EVH Guitars

This site is for Wolfgangs but after much consideration I have decided to add a section on the Music Man EVH because the fact is that the Wolfgang owes its heritage to this fantastic guitar. The Custom Shop Wolfgangs are now even more collectable due to the fact there were far fewer produced and the variety in the custom shop offerings far surpasses anything that Music Man ever did with their EVH guitar. However, there are too many production model Wolfgangs produced for them to become highly collectable (except for the first year quilt top), in my humble opinion – of course!

The quality of the tops on the Music Man EVH guitars are fantastic making them some of the most beautiful guitars ever produced for this type of guitar. Based on my extensive experience with both I don’t think the quality of the overall guitar is nearly as good as the Wolfgang. They don’t hold up nearly as well. The quality of the tops was very consistent throughout the production life of this guitar and there the EVH Music Man is far superior. There are also quite a few beautiful colors to choose from. The guitar itself is very similar to the Wolfgang in many ways but to me has a little higher pitched tone and a slightly brighter sound that corresponds more to the earlier EVH sound, while the Wolfgang has a “warmer” tone. This makes sense when you consider the evolution of the VH sound. I am open to other descriptions but this is the best way I can think of to state the difference. The neck on the Music Man is slightly smaller being 1-9/16″ at the nut and the Wolfgang 1-5/8″. So as far as which guitar is better when it comes to tone…… I would think that totally depends on which tone you like. I can’t really see liking one and hating the other. They are just too similar. I can see liking one just a little better. I like them both. After all, why decide on just one when you can have them both? My favorite though is the Wolfgang. And overall I go for the warmer Wolfgang tone. I also find the Wolfgang much more comfortable to play, which is surprising considering how similar the guitars are. And again, in my opinion the overall quality of the Wolfgangs is much better. They hold up better.
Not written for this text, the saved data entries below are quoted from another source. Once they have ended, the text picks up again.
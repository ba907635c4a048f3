//! Record store and secret store collaborators.
//!
//! The engine reads and writes connection descriptors and sort destinations through
//! [`RecordStore`], and fetches secrets through [`SecretStore`] at session start. It never
//! writes a secret anywhere else.
//!
//! [`FileRecordStore`] keeps everything in one JSON file and rewrites it after each mutation.
//! [`KeyringSecretStore`] uses the OS secret service.

use log::{debug, warn};
use serde::{Deserialize, Serialize};
use std::collections::HashMap;
use std::fs;
use std::path::{Path, PathBuf};
use std::sync::{Mutex, RwLock};

use crate::destinations;
use crate::error::StoreError;
use crate::ignore_poison::{IgnorePoison, IgnoreRwPoison};
use crate::model::{ConnectionDescriptor, Credentials, DescriptorId, SortDestination};

const LAST_CONNECTION_FILE_NAME: &str = "last_connection.json";

/// Something the record store can hold.
#[derive(Debug, Clone, PartialEq, Eq, Serialize, Deserialize)]
#[serde(tag = "type", rename_all = "snake_case")]
pub enum StoredRecord {
    Connection(ConnectionDescriptor),
    Destination(SortDestination),
}

impl StoredRecord {
    pub fn descriptor(&self) -> &ConnectionDescriptor {
        match self {
            Self::Connection(descriptor) => descriptor,
            Self::Destination(destination) => &destination.descriptor,
        }
    }

    pub fn id(&self) -> &DescriptorId {
        &self.descriptor().id
    }
}

/// Persistence of descriptors and ranked sort destinations, keyed by identity.
pub trait RecordStore: Send + Sync {
    fn get(&self, id: &DescriptorId) -> Result<Option<StoredRecord>, StoreError>;

    /// Looks up a remote descriptor. The address is compared case-insensitively.
    fn get_by_address_and_path(&self, address: &str, path: &str) -> Result<Option<StoredRecord>, StoreError>;

    /// Inserts or replaces a record. Inserting a destination shifts later ranks down.
    fn upsert(&self, record: StoredRecord) -> Result<(), StoreError>;

    /// Deletes a record. Removing a destination re-packs the remaining ranks.
    fn delete(&self, id: &DescriptorId) -> Result<(), StoreError>;

    /// Sort destinations in rank order.
    fn list_sort_destinations(&self) -> Result<Vec<SortDestination>, StoreError>;
}

#[derive(Debug, Default, Serialize, Deserialize)]
struct RecordsFile {
    #[serde(default)]
    connections: Vec<ConnectionDescriptor>,
    #[serde(default)]
    destinations: Vec<SortDestination>,
}

/// JSON-file record store. `in_memory()` skips the file.
pub struct FileRecordStore {
    records: RwLock<RecordsFile>,
    file_path: Option<PathBuf>,
}

impl FileRecordStore {
    /// Opens the store at `path`, loading it if the file exists.
    pub fn open(path: impl Into<PathBuf>) -> Result<Self, StoreError> {
        let file_path = path.into();
        let mut records = if file_path.exists() {
            let content = fs::read_to_string(&file_path)?;
            serde_json::from_str::<RecordsFile>(&content)?
        } else {
            RecordsFile::default()
        };

        if destinations::validate_ranks(&records.destinations).is_err() {
            warn!(
                "Sort destinations in {} had broken ranks, re-packing",
                file_path.display()
            );
            destinations::repack(&mut records.destinations);
            records.destinations.truncate(crate::config::MAX_SORT_DESTINATIONS);
        }

        debug!(
            "Loaded {} connections and {} destinations from {}",
            records.connections.len(),
            records.destinations.len(),
            file_path.display()
        );

        Ok(Self {
            records: RwLock::new(records),
            file_path: Some(file_path),
        })
    }

    pub fn in_memory() -> Self {
        Self {
            records: RwLock::new(RecordsFile::default()),
            file_path: None,
        }
    }

    fn persist(&self) -> Result<(), StoreError> {
        let Some(path) = &self.file_path else {
            return Ok(());
        };
        let content = {
            let records = self.records.read_ignore_poison();
            serde_json::to_string_pretty(&*records)?
        };
        if let Some(parent) = path.parent() {
            fs::create_dir_all(parent)?;
        }
        fs::write(path, content)?;
        Ok(())
    }
}

impl RecordStore for FileRecordStore {
    fn get(&self, id: &DescriptorId) -> Result<Option<StoredRecord>, StoreError> {
        let records = self.records.read_ignore_poison();
        if let Some(dest) = records.destinations.iter().find(|d| &d.descriptor.id == id) {
            return Ok(Some(StoredRecord::Destination(dest.clone())));
        }
        Ok(records
            .connections
            .iter()
            .find(|c| &c.id == id)
            .cloned()
            .map(StoredRecord::Connection))
    }

    fn get_by_address_and_path(&self, address: &str, path: &str) -> Result<Option<StoredRecord>, StoreError> {
        let path = path.trim_matches('/');
        let matches = |d: &ConnectionDescriptor| d.address.eq_ignore_ascii_case(address) && d.base_path.trim_matches('/') == path;

        let records = self.records.read_ignore_poison();
        if let Some(conn) = records.connections.iter().find(|c| matches(c)) {
            return Ok(Some(StoredRecord::Connection(conn.clone())));
        }
        Ok(records
            .destinations
            .iter()
            .find(|d| matches(&d.descriptor))
            .cloned()
            .map(StoredRecord::Destination))
    }

    fn upsert(&self, record: StoredRecord) -> Result<(), StoreError> {
        if !record.id().is_persisted() {
            return Err(StoreError::NotPersistable(record.id().to_string()));
        }

        {
            let mut records = self.records.write_ignore_poison();
            match record {
                StoredRecord::Connection(descriptor) => {
                    match records.connections.iter_mut().find(|c| c.id == descriptor.id) {
                        Some(existing) => *existing = descriptor,
                        None => records.connections.push(descriptor),
                    }
                }
                StoredRecord::Destination(destination) => {
                    let existing = records
                        .destinations
                        .iter()
                        .position(|d| d.descriptor.id == destination.descriptor.id);
                    match existing {
                        Some(index) if records.destinations[index].rank == destination.rank => {
                            records.destinations[index] = destination;
                        }
                        Some(index) => {
                            let old_rank = records.destinations[index].rank;
                            let new_rank = destination.rank.min(records.destinations.len() as u8 - 1);
                            records.destinations[index] = SortDestination {
                                rank: old_rank,
                                ..destination
                            };
                            destinations::reorder(&mut records.destinations, old_rank, new_rank)?;
                        }
                        None => destinations::insert(&mut records.destinations, destination)?,
                    }
                }
            }
        }

        self.persist()
    }

    fn delete(&self, id: &DescriptorId) -> Result<(), StoreError> {
        {
            let mut records = self.records.write_ignore_poison();
            if let Some(dest) = records.destinations.iter().find(|d| &d.descriptor.id == id) {
                let rank = dest.rank;
                destinations::remove_and_repack(&mut records.destinations, rank)?;
            } else {
                let before = records.connections.len();
                records.connections.retain(|c| &c.id != id);
                if records.connections.len() == before {
                    return Err(StoreError::NotFound(id.to_string()));
                }
            }
        }

        self.persist()
    }

    fn list_sort_destinations(&self) -> Result<Vec<SortDestination>, StoreError> {
        let mut list = self.records.read_ignore_poison().destinations.clone();
        list.sort_by_key(|d| d.rank);
        Ok(list)
    }
}

// ============================================================================
// Secrets
// ============================================================================

/// Holds share secrets, keyed by account (usually `user@server`).
pub trait SecretStore: Send + Sync {
    fn load_secret(&self, account: &str) -> Result<Option<String>, StoreError>;
    fn store_secret(&self, account: &str, secret: &str) -> Result<(), StoreError>;
    fn clear_secret(&self, account: &str) -> Result<(), StoreError>;
}

/// Secret store on the OS keyring (Secret Service, Keychain, Credential Manager).
pub struct KeyringSecretStore {
    service: String,
}

impl KeyringSecretStore {
    pub fn new(service: impl Into<String>) -> Self {
        Self { service: service.into() }
    }

    fn entry(&self, account: &str) -> Result<keyring::Entry, StoreError> {
        keyring::Entry::new(&self.service, account).map_err(|e| StoreError::Secret(e.to_string()))
    }
}

impl Default for KeyringSecretStore {
    fn default() -> Self {
        Self::new("mediasort")
    }
}

impl SecretStore for KeyringSecretStore {
    fn load_secret(&self, account: &str) -> Result<Option<String>, StoreError> {
        match self.entry(account)?.get_password() {
            Ok(secret) => Ok(Some(secret)),
            Err(keyring::Error::NoEntry) => Ok(None),
            Err(e) => Err(StoreError::Secret(e.to_string())),
        }
    }

    fn store_secret(&self, account: &str, secret: &str) -> Result<(), StoreError> {
        self.entry(account)?
            .set_password(secret)
            .map_err(|e| StoreError::Secret(e.to_string()))
    }

    fn clear_secret(&self, account: &str) -> Result<(), StoreError> {
        match self.entry(account)?.delete_credential() {
            Ok(()) | Err(keyring::Error::NoEntry) => Ok(()),
            Err(e) => Err(StoreError::Secret(e.to_string())),
        }
    }
}

/// Process-local secret store.
#[derive(Default)]
pub struct MemorySecretStore {
    secrets: Mutex<HashMap<String, String>>,
}

impl SecretStore for MemorySecretStore {
    fn load_secret(&self, account: &str) -> Result<Option<String>, StoreError> {
        Ok(self.secrets.lock_ignore_poison().get(account).cloned())
    }

    fn store_secret(&self, account: &str, secret: &str) -> Result<(), StoreError> {
        self.secrets
            .lock_ignore_poison()
            .insert(account.to_string(), secret.to_string());
        Ok(())
    }

    fn clear_secret(&self, account: &str) -> Result<(), StoreError> {
        self.secrets.lock_ignore_poison().remove(account);
        Ok(())
    }
}

// ============================================================================
// Last-used connection
// ============================================================================

/// Connection parameters remembered between sessions. The secret is kept in a [`SecretStore`].
#[derive(Debug, Clone, PartialEq, Eq, Serialize, Deserialize)]
#[serde(rename_all = "camelCase")]
pub struct LastConnection {
    pub address: String,
    pub username: String,
    pub base_path: String,
}

impl LastConnection {
    /// Secret store account name.
    pub fn account(&self) -> String {
        format!("{}@{}", self.username, self.address.to_lowercase())
    }

    /// Builds credentials from the secret store. A missing secret yields an empty one.
    pub fn credentials(&self, secrets: &dyn SecretStore) -> Result<Credentials, StoreError> {
        let secret = secrets.load_secret(&self.account())?.unwrap_or_default();
        Ok(Credentials::new(self.username.clone(), secret))
    }

    /// Remembers the connection and its secret.
    pub fn remember(&self, dir: &Path, secret: &str, secrets: &dyn SecretStore) -> Result<(), StoreError> {
        secrets.store_secret(&self.account(), secret)?;
        save_last_connection(dir, self)
    }
}

pub fn load_last_connection(dir: &Path) -> Option<LastConnection> {
    let path = dir.join(LAST_CONNECTION_FILE_NAME);
    let content = fs::read_to_string(&path).ok()?;
    match serde_json::from_str(&content) {
        Ok(last) => Some(last),
        Err(e) => {
            warn!("Ignoring unreadable {}: {}", path.display(), e);
            None
        }
    }
}

pub fn save_last_connection(dir: &Path, last: &LastConnection) -> Result<(), StoreError> {
    fs::create_dir_all(dir)?;
    fs::write(dir.join(LAST_CONNECTION_FILE_NAME), serde_json::to_string_pretty(last)?)?;
    Ok(())
}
Production Figures – According to someone who should know at Music Man, they produced approximately 6000 of these guitars from approximately January of 1990 to September of 1995 when the last one rolled out the door. The estimate was about 1,200 per year although that would put the number closer to 7,000. This is a recently provided number. They don’t give out an exact number. I personally believe it is a little higher than this when you look at the serial number run but that is nothing more than my guess.

How Rare is the Color? The most common colors are red, gold (amber), blue and purple with about 1400 of each. This includes the stop tails as approximately 200 of the red, purple and amber were stop tails (about 600 total of these). There are about 600 trans black and 600 sunburst. I am not sure on the Natural but I would say 400 is a good guess. They only made about 200 pink. Green is said to be the third rarest color with 96 total pieces produced. The rarest color is solid black at 16 pieces, followed by solid gold at 26 pieces. These figures come from a very knowledgeable collector who got them from Music Man years ago and from another collector who for the most part had the same figures. I can’t say for sure that they are correct but I think they are at least close.

Serial Number Surprise – The serial numbers on the Music Man guitars are NOT consecutive. You can’t tell the day, month and year the guitar was produced by looking at the serial number. The reason is that MM had the serial number plates produced all at once and they came back from the supplier out of order and MM didn’t think it was worthwhile to put them in order. So they just used them somewhat randomly. Also, some serial number plates that had quality problems or got scratched were never used. The only way to positively identify the production date is to ask MM. They can type the serial number into their computer and get the date of production. I have these for my guitars below. You can see that although my serial numbers are in different ranges, all the guitars turned out to be from 1995 with the Natural and Sunburst models being two of the last ones built at the end of September 1995 when they ceased production. It makes sense that the ones that are like new would be from 1995 as once people realized they were going away they started collecting them. Peavey puts the Wolfgang serial numbers in the headstock as they produce them so they would not have this problem with serial numbers out of order.